Activity:
Look through the data below and show every line that includes "defaults".

Material supplied:
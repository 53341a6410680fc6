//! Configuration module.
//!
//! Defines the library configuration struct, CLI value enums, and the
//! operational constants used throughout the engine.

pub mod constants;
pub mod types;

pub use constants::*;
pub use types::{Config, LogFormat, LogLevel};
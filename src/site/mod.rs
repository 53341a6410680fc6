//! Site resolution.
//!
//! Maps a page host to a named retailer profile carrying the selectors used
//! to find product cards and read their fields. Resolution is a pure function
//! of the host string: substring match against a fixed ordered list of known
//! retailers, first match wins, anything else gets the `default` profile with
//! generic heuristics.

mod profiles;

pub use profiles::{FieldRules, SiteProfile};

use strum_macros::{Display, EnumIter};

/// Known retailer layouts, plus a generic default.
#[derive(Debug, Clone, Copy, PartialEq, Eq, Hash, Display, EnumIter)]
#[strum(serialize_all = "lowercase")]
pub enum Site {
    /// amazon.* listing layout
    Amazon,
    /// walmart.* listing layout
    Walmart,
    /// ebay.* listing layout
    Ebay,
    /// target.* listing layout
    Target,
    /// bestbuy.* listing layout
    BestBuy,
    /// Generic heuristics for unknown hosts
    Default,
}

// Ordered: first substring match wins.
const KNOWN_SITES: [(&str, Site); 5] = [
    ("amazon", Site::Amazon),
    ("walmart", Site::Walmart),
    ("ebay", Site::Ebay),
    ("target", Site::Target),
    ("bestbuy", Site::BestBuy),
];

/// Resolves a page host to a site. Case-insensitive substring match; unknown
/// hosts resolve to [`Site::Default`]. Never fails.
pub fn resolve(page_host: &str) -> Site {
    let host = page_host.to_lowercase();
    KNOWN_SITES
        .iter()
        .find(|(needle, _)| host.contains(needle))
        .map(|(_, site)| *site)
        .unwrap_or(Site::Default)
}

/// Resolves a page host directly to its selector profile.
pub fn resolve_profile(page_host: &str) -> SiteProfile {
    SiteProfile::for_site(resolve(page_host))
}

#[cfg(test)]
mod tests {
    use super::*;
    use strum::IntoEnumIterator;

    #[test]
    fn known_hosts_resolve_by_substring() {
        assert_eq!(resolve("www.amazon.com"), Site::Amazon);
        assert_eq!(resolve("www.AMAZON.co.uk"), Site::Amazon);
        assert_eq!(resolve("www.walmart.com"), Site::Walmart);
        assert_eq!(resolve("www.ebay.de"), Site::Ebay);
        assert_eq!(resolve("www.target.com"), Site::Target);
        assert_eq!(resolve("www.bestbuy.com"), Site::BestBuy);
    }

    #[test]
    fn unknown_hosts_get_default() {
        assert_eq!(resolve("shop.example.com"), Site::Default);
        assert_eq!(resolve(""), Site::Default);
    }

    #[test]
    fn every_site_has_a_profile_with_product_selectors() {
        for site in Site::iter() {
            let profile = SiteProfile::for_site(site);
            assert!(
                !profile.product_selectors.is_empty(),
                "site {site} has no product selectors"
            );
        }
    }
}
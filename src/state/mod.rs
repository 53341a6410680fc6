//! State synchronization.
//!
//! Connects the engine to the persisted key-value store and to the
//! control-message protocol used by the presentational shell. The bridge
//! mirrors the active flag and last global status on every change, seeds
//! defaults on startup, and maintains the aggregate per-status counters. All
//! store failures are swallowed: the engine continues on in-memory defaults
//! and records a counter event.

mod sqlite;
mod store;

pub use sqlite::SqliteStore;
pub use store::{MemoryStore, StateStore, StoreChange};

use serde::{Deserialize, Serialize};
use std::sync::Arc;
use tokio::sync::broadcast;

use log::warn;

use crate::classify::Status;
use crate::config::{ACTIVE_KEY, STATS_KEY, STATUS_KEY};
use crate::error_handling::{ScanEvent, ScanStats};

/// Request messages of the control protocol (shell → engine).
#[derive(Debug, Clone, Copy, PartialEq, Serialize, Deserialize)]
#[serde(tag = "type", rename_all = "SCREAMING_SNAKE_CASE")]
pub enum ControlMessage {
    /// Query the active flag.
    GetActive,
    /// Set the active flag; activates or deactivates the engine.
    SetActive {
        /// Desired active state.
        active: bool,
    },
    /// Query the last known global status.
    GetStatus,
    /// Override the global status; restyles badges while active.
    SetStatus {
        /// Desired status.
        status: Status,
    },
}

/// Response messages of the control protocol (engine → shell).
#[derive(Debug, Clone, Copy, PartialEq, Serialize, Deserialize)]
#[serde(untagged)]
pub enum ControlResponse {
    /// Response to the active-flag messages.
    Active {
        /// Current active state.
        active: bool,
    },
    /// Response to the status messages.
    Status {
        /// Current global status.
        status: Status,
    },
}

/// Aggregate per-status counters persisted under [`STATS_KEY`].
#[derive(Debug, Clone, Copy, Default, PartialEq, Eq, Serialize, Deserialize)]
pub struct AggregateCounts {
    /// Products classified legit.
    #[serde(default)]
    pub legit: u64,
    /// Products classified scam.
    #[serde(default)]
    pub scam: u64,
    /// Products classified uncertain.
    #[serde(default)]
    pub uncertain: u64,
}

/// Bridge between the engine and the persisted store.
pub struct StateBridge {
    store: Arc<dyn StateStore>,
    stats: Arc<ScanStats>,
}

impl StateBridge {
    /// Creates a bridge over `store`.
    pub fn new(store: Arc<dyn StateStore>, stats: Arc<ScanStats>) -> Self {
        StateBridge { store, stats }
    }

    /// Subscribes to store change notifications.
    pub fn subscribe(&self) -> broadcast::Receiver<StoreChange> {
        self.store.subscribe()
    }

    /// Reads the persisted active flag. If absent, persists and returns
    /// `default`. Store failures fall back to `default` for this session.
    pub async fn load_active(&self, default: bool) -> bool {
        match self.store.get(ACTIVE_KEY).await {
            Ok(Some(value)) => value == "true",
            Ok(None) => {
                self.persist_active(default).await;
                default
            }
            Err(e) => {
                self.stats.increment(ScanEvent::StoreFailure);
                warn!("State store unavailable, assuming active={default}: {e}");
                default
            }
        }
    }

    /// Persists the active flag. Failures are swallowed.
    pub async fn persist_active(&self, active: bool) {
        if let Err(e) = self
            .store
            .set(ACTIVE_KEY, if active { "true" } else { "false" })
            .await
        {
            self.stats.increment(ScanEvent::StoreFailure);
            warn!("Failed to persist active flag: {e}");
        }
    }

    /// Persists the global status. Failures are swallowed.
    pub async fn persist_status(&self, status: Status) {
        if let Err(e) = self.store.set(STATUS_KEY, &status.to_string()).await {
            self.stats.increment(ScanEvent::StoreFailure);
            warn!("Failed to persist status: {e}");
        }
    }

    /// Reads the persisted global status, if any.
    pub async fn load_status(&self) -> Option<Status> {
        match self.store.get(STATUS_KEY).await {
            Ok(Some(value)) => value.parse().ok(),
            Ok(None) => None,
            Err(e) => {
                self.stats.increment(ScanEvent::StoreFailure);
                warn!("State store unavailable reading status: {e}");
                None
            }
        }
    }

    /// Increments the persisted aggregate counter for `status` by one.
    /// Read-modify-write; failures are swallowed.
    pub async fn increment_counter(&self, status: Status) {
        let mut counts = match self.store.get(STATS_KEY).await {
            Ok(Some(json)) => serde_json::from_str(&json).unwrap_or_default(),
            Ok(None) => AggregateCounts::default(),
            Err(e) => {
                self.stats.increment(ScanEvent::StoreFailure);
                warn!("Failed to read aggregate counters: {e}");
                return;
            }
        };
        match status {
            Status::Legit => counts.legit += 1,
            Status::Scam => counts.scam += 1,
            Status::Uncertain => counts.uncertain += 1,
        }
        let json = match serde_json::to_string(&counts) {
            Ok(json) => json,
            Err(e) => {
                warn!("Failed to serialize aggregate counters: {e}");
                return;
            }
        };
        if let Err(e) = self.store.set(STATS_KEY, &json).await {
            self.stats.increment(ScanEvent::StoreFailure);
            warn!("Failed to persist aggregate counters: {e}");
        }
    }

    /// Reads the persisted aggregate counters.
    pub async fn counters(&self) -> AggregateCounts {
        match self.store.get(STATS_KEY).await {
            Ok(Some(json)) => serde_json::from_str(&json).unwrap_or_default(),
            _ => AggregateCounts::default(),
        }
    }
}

Response to this task:
//! defaults on startup, and maintains the aggregate per-status counters. All
//! store failures are swallowed: the engine continues on in-memory defaults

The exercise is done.